Please tally the lines below that contain the string "Employee" and reply with that figure only.
START GIVEN ENTRIES
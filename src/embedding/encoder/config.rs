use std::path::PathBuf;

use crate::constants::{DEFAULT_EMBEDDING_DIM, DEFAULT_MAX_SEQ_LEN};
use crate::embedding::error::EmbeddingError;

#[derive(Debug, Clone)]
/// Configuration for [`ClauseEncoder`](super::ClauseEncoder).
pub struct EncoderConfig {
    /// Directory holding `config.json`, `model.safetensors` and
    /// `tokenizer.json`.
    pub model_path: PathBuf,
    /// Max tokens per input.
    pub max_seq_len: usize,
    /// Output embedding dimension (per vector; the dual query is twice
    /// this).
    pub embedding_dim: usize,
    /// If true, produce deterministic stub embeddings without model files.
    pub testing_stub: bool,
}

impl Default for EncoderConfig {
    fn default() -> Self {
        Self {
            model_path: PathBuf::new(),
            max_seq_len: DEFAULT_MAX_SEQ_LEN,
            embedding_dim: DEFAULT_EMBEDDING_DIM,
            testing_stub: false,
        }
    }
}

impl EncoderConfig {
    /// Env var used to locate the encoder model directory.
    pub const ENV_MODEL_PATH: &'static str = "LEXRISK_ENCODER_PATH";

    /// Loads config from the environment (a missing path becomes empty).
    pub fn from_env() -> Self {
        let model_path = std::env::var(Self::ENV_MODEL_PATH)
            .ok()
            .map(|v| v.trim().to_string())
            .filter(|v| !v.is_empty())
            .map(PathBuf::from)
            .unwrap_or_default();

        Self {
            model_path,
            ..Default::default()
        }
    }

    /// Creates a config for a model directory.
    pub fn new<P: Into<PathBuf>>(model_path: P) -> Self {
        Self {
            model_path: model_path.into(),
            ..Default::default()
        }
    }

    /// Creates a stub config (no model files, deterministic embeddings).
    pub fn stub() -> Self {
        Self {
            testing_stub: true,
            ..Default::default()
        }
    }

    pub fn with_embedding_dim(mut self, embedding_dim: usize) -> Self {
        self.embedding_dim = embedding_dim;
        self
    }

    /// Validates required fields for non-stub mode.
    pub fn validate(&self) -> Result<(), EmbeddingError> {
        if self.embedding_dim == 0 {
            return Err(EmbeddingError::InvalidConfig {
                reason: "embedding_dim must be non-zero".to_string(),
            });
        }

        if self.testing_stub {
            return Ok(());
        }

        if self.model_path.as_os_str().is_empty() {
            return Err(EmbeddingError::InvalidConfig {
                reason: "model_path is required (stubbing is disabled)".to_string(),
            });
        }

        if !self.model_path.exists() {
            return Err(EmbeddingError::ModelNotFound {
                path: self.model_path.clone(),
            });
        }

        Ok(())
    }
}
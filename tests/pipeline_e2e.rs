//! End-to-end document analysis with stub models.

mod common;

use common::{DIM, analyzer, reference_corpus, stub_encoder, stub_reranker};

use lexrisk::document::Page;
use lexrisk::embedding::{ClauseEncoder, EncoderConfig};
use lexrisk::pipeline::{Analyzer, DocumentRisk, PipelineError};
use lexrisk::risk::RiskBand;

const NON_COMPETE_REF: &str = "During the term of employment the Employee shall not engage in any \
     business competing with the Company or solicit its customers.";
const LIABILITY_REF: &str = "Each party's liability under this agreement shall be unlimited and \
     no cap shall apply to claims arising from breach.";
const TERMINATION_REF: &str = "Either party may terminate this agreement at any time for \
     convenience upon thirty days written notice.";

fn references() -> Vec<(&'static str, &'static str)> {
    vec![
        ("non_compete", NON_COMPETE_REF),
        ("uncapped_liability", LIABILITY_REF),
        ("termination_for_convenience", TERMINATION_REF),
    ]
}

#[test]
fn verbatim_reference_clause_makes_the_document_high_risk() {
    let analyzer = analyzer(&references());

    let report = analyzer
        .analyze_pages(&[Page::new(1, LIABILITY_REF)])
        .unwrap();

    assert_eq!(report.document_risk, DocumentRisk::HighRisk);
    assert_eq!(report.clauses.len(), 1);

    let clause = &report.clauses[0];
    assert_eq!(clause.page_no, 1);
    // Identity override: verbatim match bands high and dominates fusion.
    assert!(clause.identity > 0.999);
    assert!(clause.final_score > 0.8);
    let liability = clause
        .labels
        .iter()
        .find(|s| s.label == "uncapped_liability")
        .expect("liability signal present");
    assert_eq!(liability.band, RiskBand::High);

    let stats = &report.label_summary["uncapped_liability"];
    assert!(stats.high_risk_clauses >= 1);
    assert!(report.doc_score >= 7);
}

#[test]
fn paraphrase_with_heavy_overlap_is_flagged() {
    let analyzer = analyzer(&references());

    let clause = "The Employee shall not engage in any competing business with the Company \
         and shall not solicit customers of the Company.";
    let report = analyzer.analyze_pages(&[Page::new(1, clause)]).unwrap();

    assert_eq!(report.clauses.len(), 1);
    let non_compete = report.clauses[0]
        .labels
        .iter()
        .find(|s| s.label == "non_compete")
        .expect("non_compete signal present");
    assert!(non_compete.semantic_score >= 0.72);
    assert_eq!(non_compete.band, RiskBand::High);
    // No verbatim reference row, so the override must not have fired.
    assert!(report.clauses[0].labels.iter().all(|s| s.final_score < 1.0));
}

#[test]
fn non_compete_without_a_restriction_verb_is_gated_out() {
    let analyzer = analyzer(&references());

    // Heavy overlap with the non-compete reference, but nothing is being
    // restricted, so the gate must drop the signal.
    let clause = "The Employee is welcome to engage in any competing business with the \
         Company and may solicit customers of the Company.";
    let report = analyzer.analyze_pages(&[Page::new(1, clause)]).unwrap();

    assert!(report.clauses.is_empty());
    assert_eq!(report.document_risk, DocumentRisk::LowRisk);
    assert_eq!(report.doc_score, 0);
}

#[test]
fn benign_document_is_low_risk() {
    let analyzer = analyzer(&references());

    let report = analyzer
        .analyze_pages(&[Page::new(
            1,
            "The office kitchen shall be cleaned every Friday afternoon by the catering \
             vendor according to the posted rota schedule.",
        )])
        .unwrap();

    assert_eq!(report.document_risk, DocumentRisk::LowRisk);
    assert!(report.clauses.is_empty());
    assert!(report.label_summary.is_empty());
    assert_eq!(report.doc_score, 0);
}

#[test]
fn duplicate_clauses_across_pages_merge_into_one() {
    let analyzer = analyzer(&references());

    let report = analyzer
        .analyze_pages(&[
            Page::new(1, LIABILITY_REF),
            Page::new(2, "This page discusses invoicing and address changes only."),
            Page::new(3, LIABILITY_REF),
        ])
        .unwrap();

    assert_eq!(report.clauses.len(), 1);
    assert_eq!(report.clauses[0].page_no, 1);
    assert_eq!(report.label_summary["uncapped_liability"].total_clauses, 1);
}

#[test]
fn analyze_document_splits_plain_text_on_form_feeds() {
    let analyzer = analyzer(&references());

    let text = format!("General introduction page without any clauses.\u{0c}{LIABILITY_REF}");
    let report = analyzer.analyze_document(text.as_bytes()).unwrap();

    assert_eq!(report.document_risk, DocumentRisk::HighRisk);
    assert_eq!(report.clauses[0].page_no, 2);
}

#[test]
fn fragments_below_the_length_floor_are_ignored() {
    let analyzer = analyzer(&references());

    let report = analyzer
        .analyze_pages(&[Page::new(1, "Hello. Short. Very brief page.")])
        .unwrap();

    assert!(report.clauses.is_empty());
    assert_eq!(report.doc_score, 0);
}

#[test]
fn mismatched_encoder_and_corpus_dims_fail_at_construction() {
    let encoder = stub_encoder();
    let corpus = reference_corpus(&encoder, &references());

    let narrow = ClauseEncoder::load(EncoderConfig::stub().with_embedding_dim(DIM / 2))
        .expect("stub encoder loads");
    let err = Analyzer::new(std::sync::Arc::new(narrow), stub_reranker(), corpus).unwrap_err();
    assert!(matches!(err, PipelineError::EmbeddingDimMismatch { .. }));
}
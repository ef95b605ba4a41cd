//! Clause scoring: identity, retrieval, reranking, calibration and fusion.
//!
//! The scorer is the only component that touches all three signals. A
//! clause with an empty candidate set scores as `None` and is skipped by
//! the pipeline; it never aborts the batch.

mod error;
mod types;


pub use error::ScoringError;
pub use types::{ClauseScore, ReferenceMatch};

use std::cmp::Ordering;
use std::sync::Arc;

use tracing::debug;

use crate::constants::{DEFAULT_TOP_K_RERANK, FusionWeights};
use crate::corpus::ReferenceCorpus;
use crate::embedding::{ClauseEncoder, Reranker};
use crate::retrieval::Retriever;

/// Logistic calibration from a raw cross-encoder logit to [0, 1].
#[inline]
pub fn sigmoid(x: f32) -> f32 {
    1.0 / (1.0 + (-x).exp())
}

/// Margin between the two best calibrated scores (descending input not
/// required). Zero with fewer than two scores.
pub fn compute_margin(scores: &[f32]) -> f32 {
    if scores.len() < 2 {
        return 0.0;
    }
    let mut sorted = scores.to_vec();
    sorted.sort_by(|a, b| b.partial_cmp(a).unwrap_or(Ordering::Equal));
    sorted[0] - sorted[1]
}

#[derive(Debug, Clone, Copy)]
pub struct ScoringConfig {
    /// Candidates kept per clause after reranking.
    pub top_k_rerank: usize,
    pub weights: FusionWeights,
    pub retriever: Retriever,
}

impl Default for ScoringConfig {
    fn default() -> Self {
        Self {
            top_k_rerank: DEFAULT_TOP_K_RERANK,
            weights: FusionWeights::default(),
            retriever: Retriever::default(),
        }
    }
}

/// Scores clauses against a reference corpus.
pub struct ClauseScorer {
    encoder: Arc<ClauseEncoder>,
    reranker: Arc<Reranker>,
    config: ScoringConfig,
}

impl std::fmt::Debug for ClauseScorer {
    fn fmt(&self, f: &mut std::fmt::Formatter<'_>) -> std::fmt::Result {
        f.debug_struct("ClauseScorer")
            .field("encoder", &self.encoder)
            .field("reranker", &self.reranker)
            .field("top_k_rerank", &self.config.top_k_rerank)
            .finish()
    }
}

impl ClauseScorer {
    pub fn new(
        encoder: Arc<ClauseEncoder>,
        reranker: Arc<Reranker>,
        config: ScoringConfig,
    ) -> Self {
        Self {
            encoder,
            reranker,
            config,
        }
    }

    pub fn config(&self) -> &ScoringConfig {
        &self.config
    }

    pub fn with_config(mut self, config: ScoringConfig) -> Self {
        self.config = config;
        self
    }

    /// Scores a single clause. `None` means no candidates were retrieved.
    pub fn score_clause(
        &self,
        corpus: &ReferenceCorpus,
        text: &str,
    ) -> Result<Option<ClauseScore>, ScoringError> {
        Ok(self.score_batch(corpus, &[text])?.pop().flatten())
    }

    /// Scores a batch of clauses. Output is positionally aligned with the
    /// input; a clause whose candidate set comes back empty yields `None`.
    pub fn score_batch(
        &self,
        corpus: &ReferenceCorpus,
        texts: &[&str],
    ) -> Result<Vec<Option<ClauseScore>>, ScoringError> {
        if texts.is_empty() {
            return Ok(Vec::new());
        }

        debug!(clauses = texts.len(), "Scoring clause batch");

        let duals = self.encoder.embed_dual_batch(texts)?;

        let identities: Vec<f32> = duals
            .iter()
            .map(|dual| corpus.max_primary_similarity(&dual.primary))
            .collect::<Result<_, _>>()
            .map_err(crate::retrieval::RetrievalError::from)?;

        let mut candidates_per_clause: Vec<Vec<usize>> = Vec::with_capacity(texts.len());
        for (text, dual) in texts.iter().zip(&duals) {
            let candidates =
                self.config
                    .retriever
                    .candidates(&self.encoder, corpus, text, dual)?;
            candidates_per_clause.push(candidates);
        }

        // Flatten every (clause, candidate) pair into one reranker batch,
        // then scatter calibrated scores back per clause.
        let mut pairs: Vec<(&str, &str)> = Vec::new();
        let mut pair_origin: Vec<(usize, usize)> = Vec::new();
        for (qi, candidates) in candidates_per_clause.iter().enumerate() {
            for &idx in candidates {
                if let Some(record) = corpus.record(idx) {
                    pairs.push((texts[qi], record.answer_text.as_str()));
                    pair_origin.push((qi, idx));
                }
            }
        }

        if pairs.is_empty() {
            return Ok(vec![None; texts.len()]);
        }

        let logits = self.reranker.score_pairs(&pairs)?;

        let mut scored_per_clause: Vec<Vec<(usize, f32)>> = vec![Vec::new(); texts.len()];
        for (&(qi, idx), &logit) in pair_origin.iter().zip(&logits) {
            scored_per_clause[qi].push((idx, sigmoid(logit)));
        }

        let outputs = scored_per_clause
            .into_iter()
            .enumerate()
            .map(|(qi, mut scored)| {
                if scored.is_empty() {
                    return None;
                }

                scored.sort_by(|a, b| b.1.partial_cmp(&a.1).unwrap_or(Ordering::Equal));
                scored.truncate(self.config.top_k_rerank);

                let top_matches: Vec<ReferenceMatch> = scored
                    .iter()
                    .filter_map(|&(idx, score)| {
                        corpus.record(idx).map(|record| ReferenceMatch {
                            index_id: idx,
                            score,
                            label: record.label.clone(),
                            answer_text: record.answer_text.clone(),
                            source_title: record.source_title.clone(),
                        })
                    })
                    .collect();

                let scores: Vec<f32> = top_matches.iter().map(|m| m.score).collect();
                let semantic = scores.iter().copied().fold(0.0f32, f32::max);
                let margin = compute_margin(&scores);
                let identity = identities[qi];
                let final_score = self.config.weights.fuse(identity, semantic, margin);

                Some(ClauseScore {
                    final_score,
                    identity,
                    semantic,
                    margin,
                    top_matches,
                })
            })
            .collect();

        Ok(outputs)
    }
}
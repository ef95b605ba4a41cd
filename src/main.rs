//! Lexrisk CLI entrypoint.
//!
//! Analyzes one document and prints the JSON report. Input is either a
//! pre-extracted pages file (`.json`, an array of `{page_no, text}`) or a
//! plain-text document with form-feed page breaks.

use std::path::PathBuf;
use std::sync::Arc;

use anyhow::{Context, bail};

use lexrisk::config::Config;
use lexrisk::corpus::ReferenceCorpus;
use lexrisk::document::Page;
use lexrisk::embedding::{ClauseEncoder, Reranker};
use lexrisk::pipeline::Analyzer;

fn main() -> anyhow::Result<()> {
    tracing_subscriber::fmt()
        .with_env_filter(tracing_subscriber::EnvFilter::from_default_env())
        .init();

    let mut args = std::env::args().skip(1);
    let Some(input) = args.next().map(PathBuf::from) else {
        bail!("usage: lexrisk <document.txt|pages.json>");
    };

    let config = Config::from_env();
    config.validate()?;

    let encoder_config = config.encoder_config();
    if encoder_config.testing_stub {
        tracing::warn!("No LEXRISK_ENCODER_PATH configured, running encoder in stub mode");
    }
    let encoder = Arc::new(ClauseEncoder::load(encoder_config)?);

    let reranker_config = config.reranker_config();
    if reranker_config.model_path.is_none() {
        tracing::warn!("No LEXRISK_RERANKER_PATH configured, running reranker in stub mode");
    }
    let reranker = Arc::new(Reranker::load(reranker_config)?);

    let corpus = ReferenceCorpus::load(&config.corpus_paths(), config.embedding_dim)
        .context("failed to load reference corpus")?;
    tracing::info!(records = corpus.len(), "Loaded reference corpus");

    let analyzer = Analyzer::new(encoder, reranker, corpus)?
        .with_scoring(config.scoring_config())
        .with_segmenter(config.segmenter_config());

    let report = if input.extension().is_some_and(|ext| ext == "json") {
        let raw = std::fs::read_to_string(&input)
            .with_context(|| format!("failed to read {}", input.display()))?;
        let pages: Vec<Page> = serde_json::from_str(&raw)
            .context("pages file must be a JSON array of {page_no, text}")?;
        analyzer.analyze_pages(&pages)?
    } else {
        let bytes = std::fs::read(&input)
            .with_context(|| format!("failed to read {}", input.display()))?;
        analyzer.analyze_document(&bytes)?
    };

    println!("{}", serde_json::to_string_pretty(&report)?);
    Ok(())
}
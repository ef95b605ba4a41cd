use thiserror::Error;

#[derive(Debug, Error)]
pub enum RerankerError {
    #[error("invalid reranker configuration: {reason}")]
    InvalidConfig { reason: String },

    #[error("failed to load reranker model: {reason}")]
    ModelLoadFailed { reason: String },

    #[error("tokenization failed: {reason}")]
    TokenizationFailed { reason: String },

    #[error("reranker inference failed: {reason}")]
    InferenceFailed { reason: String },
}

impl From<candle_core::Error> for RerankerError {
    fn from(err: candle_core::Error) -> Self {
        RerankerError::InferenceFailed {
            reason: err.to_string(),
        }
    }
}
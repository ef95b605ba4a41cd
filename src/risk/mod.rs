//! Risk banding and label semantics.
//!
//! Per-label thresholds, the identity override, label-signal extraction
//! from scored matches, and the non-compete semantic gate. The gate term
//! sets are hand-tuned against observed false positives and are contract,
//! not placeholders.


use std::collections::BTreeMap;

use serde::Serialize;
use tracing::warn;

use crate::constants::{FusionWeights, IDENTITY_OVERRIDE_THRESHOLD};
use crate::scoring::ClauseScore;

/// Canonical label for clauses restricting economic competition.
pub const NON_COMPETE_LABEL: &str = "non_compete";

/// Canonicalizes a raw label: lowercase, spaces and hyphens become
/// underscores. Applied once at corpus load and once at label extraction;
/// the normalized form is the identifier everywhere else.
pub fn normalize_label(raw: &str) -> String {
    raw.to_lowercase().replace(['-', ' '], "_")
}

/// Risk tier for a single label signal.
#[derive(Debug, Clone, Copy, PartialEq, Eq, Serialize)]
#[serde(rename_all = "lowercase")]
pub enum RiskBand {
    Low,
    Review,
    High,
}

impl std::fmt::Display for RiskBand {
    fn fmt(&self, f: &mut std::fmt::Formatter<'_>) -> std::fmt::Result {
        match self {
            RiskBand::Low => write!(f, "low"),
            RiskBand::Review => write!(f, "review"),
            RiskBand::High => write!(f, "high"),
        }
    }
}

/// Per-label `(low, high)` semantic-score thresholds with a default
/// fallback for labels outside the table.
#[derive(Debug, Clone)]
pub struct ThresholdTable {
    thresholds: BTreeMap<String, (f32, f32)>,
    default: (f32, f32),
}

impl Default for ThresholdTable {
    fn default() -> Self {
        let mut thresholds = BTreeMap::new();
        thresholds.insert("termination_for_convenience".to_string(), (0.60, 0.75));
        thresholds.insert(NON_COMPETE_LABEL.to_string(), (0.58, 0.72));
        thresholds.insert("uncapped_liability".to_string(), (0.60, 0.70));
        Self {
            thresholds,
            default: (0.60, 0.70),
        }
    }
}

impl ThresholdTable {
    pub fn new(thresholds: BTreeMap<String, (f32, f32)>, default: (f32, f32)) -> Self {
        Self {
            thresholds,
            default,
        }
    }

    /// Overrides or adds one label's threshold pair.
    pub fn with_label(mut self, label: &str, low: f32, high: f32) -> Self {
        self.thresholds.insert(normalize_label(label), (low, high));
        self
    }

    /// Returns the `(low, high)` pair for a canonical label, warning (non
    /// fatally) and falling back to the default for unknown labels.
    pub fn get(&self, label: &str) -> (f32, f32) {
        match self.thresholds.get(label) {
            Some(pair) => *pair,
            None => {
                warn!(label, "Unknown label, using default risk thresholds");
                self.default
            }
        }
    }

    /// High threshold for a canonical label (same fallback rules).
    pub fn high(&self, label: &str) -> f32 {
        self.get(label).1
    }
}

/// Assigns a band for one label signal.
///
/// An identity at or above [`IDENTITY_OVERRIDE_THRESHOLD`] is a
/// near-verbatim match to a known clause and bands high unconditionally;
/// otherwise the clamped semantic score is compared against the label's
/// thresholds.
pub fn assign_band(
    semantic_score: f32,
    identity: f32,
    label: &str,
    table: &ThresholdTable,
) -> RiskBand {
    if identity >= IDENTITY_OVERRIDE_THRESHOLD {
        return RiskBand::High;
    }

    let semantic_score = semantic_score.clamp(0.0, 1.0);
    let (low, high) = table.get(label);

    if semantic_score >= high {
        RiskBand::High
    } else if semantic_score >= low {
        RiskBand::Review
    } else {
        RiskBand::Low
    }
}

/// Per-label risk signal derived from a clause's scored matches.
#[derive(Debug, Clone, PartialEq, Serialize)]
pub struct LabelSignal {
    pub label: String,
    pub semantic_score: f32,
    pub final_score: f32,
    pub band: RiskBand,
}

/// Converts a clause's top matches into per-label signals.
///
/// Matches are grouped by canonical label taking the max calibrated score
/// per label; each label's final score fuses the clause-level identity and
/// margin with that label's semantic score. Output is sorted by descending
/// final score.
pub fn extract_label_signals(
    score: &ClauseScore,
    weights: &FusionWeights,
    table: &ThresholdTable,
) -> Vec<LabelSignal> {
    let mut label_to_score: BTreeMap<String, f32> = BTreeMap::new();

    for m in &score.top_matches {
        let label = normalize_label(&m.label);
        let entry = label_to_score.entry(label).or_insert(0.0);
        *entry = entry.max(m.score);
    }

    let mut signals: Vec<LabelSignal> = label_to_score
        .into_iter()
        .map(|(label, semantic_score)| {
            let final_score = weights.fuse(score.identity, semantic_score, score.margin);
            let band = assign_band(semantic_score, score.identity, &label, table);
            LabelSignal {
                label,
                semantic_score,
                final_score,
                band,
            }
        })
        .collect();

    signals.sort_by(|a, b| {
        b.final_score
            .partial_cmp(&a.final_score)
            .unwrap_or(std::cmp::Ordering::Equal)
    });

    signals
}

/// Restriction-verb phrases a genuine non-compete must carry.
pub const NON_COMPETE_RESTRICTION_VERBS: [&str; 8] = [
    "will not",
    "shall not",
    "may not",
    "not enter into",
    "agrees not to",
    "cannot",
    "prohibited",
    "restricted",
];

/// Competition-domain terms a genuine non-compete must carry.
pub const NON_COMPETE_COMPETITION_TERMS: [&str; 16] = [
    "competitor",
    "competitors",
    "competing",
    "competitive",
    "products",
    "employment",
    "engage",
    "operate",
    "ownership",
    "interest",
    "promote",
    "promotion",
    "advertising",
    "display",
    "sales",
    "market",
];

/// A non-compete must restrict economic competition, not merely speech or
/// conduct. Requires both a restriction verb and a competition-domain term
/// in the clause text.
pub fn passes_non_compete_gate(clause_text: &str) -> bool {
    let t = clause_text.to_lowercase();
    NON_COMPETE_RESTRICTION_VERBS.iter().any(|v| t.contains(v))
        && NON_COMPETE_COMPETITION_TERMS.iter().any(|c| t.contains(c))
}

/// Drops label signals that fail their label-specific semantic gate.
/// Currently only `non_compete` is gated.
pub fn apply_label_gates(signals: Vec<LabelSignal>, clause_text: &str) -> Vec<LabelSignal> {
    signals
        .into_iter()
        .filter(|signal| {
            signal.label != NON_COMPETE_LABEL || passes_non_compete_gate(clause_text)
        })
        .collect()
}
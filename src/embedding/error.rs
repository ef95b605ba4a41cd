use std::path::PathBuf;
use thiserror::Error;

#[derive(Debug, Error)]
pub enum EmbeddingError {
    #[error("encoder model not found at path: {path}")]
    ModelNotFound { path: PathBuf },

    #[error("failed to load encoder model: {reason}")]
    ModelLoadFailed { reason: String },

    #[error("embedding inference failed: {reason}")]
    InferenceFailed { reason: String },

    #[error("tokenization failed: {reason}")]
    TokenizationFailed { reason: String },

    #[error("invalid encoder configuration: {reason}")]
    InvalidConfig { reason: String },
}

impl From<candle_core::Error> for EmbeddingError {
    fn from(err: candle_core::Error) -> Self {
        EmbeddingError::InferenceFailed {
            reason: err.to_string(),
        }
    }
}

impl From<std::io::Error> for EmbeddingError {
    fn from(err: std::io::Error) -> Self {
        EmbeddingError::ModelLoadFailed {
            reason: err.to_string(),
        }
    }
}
END GIVEN ENTRIES
* **WRITTEN SOLUTION**: 3